The results of this study also showed that racial disparities had an impact on the relationship between smoking status and OPC examination. Whites who never smoked had a higher rate of OPC examination than non-Whites who never smoked. The lack of knowledge regarding the importance of having an OPC examination and lack of concern about getting OPC leads to never having had an OPC examination. Detecting OPC at an early stage may decrease its mortality rate. Research has identified that barriers to screening for OPC among non-Whites include lack of resources, defensive avoidance, as well as lack of knowledge and social attention [46]. Research has been focusing on delivering messages to increase the awareness of OPC through the media [2, 48,49,50]. People who have been exposed to the messages have increased concern about getting OPC, especially Blacks, and were more likely to have received their first OPC examination [2]. It is important to develop such kinds of interventions that target Black smokers and examine the long-term effects of the interventions.
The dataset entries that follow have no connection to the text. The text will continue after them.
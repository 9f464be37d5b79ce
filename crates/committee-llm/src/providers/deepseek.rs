//! DeepSeek provider implementation
//!
//! DeepSeek exposes an OpenAI-compatible chat completions endpoint, so this
//! provider only differs from the OpenAI one in its defaults and credentials.
//! See: https://api-docs.deepseek.com

use crate::providers::wire;
use crate::{ChatRequest, LlmError, Provider, Result};
use async_trait::async_trait;
use reqwest::Client;
use std::time::Duration;
use tracing::{debug, instrument};

const DEFAULT_DEEPSEEK_API_BASE: &str = "https://api.deepseek.com/v1";
const DEFAULT_DEEPSEEK_MODEL: &str = "deepseek-chat";
const DEFAULT_TIMEOUT_SECS: u64 = 120;

/// Configuration for the DeepSeek provider
#[derive(Debug, Clone)]
pub struct DeepSeekConfig {
    /// API key for authentication
    pub api_key: String,

    /// Base URL for the DeepSeek API (default: "https://api.deepseek.com/v1")
    pub api_base: String,

    /// Model identifier to request (default: "deepseek-chat")
    pub model: String,

    /// Request timeout in seconds (default: 120)
    pub timeout_secs: u64,
}

impl DeepSeekConfig {
    /// Create a new config with the given API key and default settings
    pub fn new(api_key: impl Into<String>) -> Self {
        Self {
            api_key: api_key.into(),
            api_base: DEFAULT_DEEPSEEK_API_BASE.to_string(),
            model: DEFAULT_DEEPSEEK_MODEL.to_string(),
            timeout_secs: DEFAULT_TIMEOUT_SECS,
        }
    }

    /// Create config from environment variables
    ///
    /// Reads the API key from `DEEPSEEK_API_KEY`. Optionally reads
    /// `DEEPSEEK_API_BASE` and `DEEPSEEK_MODEL` if set.
    pub fn from_env() -> Result<Self> {
        let api_key = std::env::var("DEEPSEEK_API_KEY").map_err(|_| {
            LlmError::ConfigurationError(
                "DEEPSEEK_API_KEY environment variable not set".to_string(),
            )
        })?;

        let mut config = Self::new(api_key);
        if let Ok(base) = std::env::var("DEEPSEEK_API_BASE") {
            config.api_base = base;
        }
        if let Ok(model) = std::env::var("DEEPSEEK_MODEL") {
            config.model = model;
        }
        Ok(config)
    }

    /// Set custom API base URL
    pub fn with_api_base(mut self, api_base: impl Into<String>) -> Self {
        self.api_base = api_base.into();
        self
    }

    /// Set the model identifier
    pub fn with_model(mut self, model: impl Into<String>) -> Self {
        self.model = model.into();
        self
    }

    /// Set request timeout in seconds
    pub fn with_timeout(mut self, timeout_secs: u64) -> Self {
        self.timeout_secs = timeout_secs;
        self
    }
}

/// DeepSeek provider
pub struct DeepSeekProvider {
    client: Client,
    config: DeepSeekConfig,
}

impl DeepSeekProvider {
    /// Create a new DeepSeek provider with custom configuration
    pub fn with_config(config: DeepSeekConfig) -> Result<Self> {
        let client = Client::builder()
            .timeout(Duration::from_secs(config.timeout_secs))
            .build()?;

        Ok(Self { client, config })
    }

    /// Create a new DeepSeek provider with API key and default settings
    pub fn new(api_key: impl Into<String>) -> Result<Self> {
        Self::with_config(DeepSeekConfig::new(api_key))
    }

    /// Create a provider from environment variables
    pub fn from_env() -> Result<Self> {
        Self::with_config(DeepSeekConfig::from_env()?)
    }

    /// Get the current configuration
    pub fn config(&self) -> &DeepSeekConfig {
        &self.config
    }
}

#[async_trait]
impl Provider for DeepSeekProvider {
    #[instrument(skip(self, request), fields(model = %self.config.model, api_base = %self.config.api_base))]
    async fn send(&self, request: &ChatRequest) -> Result<String> {
        debug!("Sending request to DeepSeek API at {}", self.config.api_base);
        wire::post_chat(
            &self.client,
            &self.config.api_base,
            &self.config.api_key,
            &self.config.model,
            request,
        )
        .await
    }

    fn name(&self) -> &'static str {
        "deepseek"
    }
}

#[cfg(test)]
mod tests {
    use super::*;

    #[test]
    fn test_provider_creation() {
        let provider = DeepSeekProvider::new("test-key").expect("provider builds");
        assert_eq!(provider.name(), "deepseek");
        assert_eq!(provider.config().api_base, "https://api.deepseek.com/v1");
        assert_eq!(provider.config().model, "deepseek-chat");
    }

    #[test]
    fn test_provider_with_custom_config() {
        let config = DeepSeekConfig::new("test-key")
            .with_api_base("http://localhost:8000/v1")
            .with_model("deepseek-reasoner")
            .with_timeout(30);

        let provider = DeepSeekProvider::with_config(config).expect("provider builds");
        assert_eq!(provider.config().api_base, "http://localhost:8000/v1");
        assert_eq!(provider.config().model, "deepseek-reasoner");
        assert_eq!(provider.config().timeout_secs, 30);
    }
}
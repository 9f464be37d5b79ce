//! Error types for model gateway operations

use thiserror::Error;

/// Result type for model gateway operations
pub type Result<T> = std::result::Result<T, LlmError>;

/// Errors that can occur when talking to a completion backend
#[derive(Error, Debug)]
pub enum LlmError {
    /// API request failed
    #[error("API request failed: {0}")]
    RequestFailed(String),

    /// Invalid API key or authentication failed
    #[error("Invalid API key or authentication failed")]
    AuthenticationFailed,

    /// Rate limit exceeded
    #[error("Rate limit exceeded: {0}")]
    RateLimitExceeded(String),

    /// Invalid request
    #[error("Invalid request: {0}")]
    InvalidRequest(String),

    /// Model not found
    #[error("Model not found: {0}")]
    ModelNotFound(String),

    /// Serialization error
    #[error("Serialization error: {0}")]
    SerializationError(#[from] serde_json::Error),

    /// HTTP error
    #[error("HTTP error: {0}")]
    HttpError(#[from] reqwest::Error),

    /// Unexpected response format
    #[error("Unexpected response format: {0}")]
    UnexpectedResponse(String),

    /// Provider did not answer within the per-call deadline
    #[error("Provider '{provider}' timed out after {timeout_secs}s")]
    Timeout {
        provider: String,
        timeout_secs: u64,
    },

    /// Provider answered 2xx but the body itself signals failure
    #[error("Provider '{provider}' returned a failure reply: {reply}")]
    FailureReply {
        provider: String,
        reply: String,
    },

    /// Every provider in the fallback chain failed
    #[error(
        "All model providers failed ({attempts}); check that your API credentials are configured"
    )]
    AllProvidersFailed {
        /// Per-provider failure summary, e.g. "openai: timeout; deepseek: HTTP 401"
        attempts: String,
    },

    /// Configuration error
    #[error("Configuration error: {0}")]
    ConfigurationError(String),
}
//! OpenAI provider implementation
//!
//! Implements the Provider trait for OpenAI's chat models, and for any
//! OpenAI-compatible deployment through a custom base URL.
//! See: https://platform.openai.com/docs/api-reference/chat

use crate::providers::wire;
use crate::{ChatRequest, LlmError, Provider, Result};
use async_trait::async_trait;
use reqwest::Client;
use std::time::Duration;
use tracing::{debug, instrument};

const DEFAULT_OPENAI_API_BASE: &str = "https://api.openai.com/v1";
const DEFAULT_OPENAI_MODEL: &str = "gpt-4o-mini";
const DEFAULT_TIMEOUT_SECS: u64 = 120;

/// Configuration for the OpenAI provider
#[derive(Debug, Clone)]
pub struct OpenAiConfig {
    /// API key for authentication
    pub api_key: String,

    /// Base URL for the OpenAI API (default: "https://api.openai.com/v1")
    /// Can be customized for OpenAI-compatible APIs like Azure OpenAI or
    /// local deployments
    pub api_base: String,

    /// Model identifier to request
    pub model: String,

    /// Request timeout in seconds (default: 120)
    pub timeout_secs: u64,
}

impl OpenAiConfig {
    /// Create a new config with the given API key and default settings
    pub fn new(api_key: impl Into<String>) -> Self {
        Self {
            api_key: api_key.into(),
            api_base: DEFAULT_OPENAI_API_BASE.to_string(),
            model: DEFAULT_OPENAI_MODEL.to_string(),
            timeout_secs: DEFAULT_TIMEOUT_SECS,
        }
    }

    /// Create config from environment variables
    ///
    /// Reads the API key from `OPENAI_API_KEY`. Optionally reads
    /// `OPENAI_API_BASE` and `OPENAI_MODEL` if set.
    pub fn from_env() -> Result<Self> {
        let api_key = std::env::var("OPENAI_API_KEY").map_err(|_| {
            LlmError::ConfigurationError("OPENAI_API_KEY environment variable not set".to_string())
        })?;

        let mut config = Self::new(api_key);
        if let Ok(base) = std::env::var("OPENAI_API_BASE") {
            config.api_base = base;
        }
        if let Ok(model) = std::env::var("OPENAI_MODEL") {
            config.model = model;
        }
        Ok(config)
    }

    /// Set custom API base URL
    pub fn with_api_base(mut self, api_base: impl Into<String>) -> Self {
        self.api_base = api_base.into();
        self
    }

    /// Set the model identifier
    pub fn with_model(mut self, model: impl Into<String>) -> Self {
        self.model = model.into();
        self
    }

    /// Set request timeout in seconds
    pub fn with_timeout(mut self, timeout_secs: u64) -> Self {
        self.timeout_secs = timeout_secs;
        self
    }
}

/// OpenAI provider
///
/// Also compatible with OpenAI-compatible APIs through custom configuration.
pub struct OpenAiProvider {
    client: Client,
    config: OpenAiConfig,
}

impl OpenAiProvider {
    /// Create a new OpenAI provider with custom configuration
    pub fn with_config(config: OpenAiConfig) -> Result<Self> {
        let client = Client::builder()
            .timeout(Duration::from_secs(config.timeout_secs))
            .build()?;

        Ok(Self { client, config })
    }

    /// Create a new OpenAI provider with API key and default settings
    pub fn new(api_key: impl Into<String>) -> Result<Self> {
        Self::with_config(OpenAiConfig::new(api_key))
    }

    /// Create a provider from environment variables
    pub fn from_env() -> Result<Self> {
        Self::with_config(OpenAiConfig::from_env()?)
    }

    /// Get the current configuration
    pub fn config(&self) -> &OpenAiConfig {
        &self.config
    }
}

#[async_trait]
impl Provider for OpenAiProvider {
    #[instrument(skip(self, request), fields(model = %self.config.model, api_base = %self.config.api_base))]
    async fn send(&self, request: &ChatRequest) -> Result<String> {
        debug!("Sending request to OpenAI API at {}", self.config.api_base);
        wire::post_chat(
            &self.client,
            &self.config.api_base,
            &self.config.api_key,
            &self.config.model,
            request,
        )
        .await
    }

    fn name(&self) -> &'static str {
        "openai"
    }
}

#[cfg(test)]
mod tests {
    use super::*;

    #[test]
    fn test_provider_creation() {
        let provider = OpenAiProvider::new("test-key").expect("provider builds");
        assert_eq!(provider.name(), "openai");
        assert_eq!(provider.config().api_key, "test-key");
        assert_eq!(provider.config().api_base, "https://api.openai.com/v1");
        assert_eq!(provider.config().model, "gpt-4o-mini");
    }

    #[test]
    fn test_provider_with_custom_config() {
        let config = OpenAiConfig::new("test-key")
            .with_api_base("https://custom.api.com/v1")
            .with_model("gpt-4o")
            .with_timeout(60);

        let provider = OpenAiProvider::with_config(config).expect("provider builds");
        assert_eq!(provider.config().api_base, "https://custom.api.com/v1");
        assert_eq!(provider.config().model, "gpt-4o");
        assert_eq!(provider.config().timeout_secs, 60);
    }

    #[test]
    fn test_config_from_env() {
        unsafe {
            std::env::set_var("OPENAI_API_KEY", "test-key-from-env");
            std::env::set_var("OPENAI_API_BASE", "https://custom.openai.com/v1");
        }

        let config = OpenAiConfig::from_env().expect("env config");
        assert_eq!(config.api_key, "test-key-from-env");
        assert_eq!(config.api_base, "https://custom.openai.com/v1");

        unsafe {
            std::env::remove_var("OPENAI_API_KEY");
            std::env::remove_var("OPENAI_API_BASE");
        }
    }
}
Finally, our results indicated that former and current smokers with greater social support were more likely to have an OPC examination than former and current smokers with lower social support. This finding is consistent with previous studies that demonstrated personal coping resources, including social support, is one of the key factors that influence the likelihood of getting an OPC examination [51,52,53,54]. People with more coping resources are more receptive to potential undesirable health information than those with less coping resources [55].

Limitations

Results from this study should be interpreted within its limitations. This study may have sampling bias because the sample was drawn from people with landlines. However, our target population was older adults, among whom landlines are popular [56]. Another limitation is that this was a survey study and hence was subject to memory and recall bias. Some participants may not be able to recall whether they have received an OPC examination. The prevalence of people who had ever received ana OPC examination may be overestimated as a previous study showed that minorities often over-report having had an examination [57, 58]. Additionally, we only had data on cigarette smoking. Future studies should access the use of other tobacco products, such as chewing tobacco and cigars, which could also increase the risk of dental caries and oral cancer. Lastly, the current study only recruited the participants in rural north Florida and accessing whether the participants have ever received an OPC examination in the dental settings, the lack of more sampling and clinical sites limits the generalization of the findings.

Conclusions

This study provides data on whether people in a large population of rural communities in Florida have ever heard of an OPC examination and have ever had an OPC examination. Our results highlight the importance of advancing interventions targeting smokers to increase the awareness of having an OPC examination. Policies to reduce racial disparities to reduce the barriers to having an OPC examination should be established. In addition, future research is needed to develop interventions to improve social support for former and current smokers to increase the rate of OPC examination. While the findings from this study suggest that whether the respondents had ever heard of an OPC examination may be an important factor in changing the behavior of having an OPC examination, we cannot demonstrate causality. Future research is needed to understand the causal relationship and to develop interventions to improve the rate of OPC examination.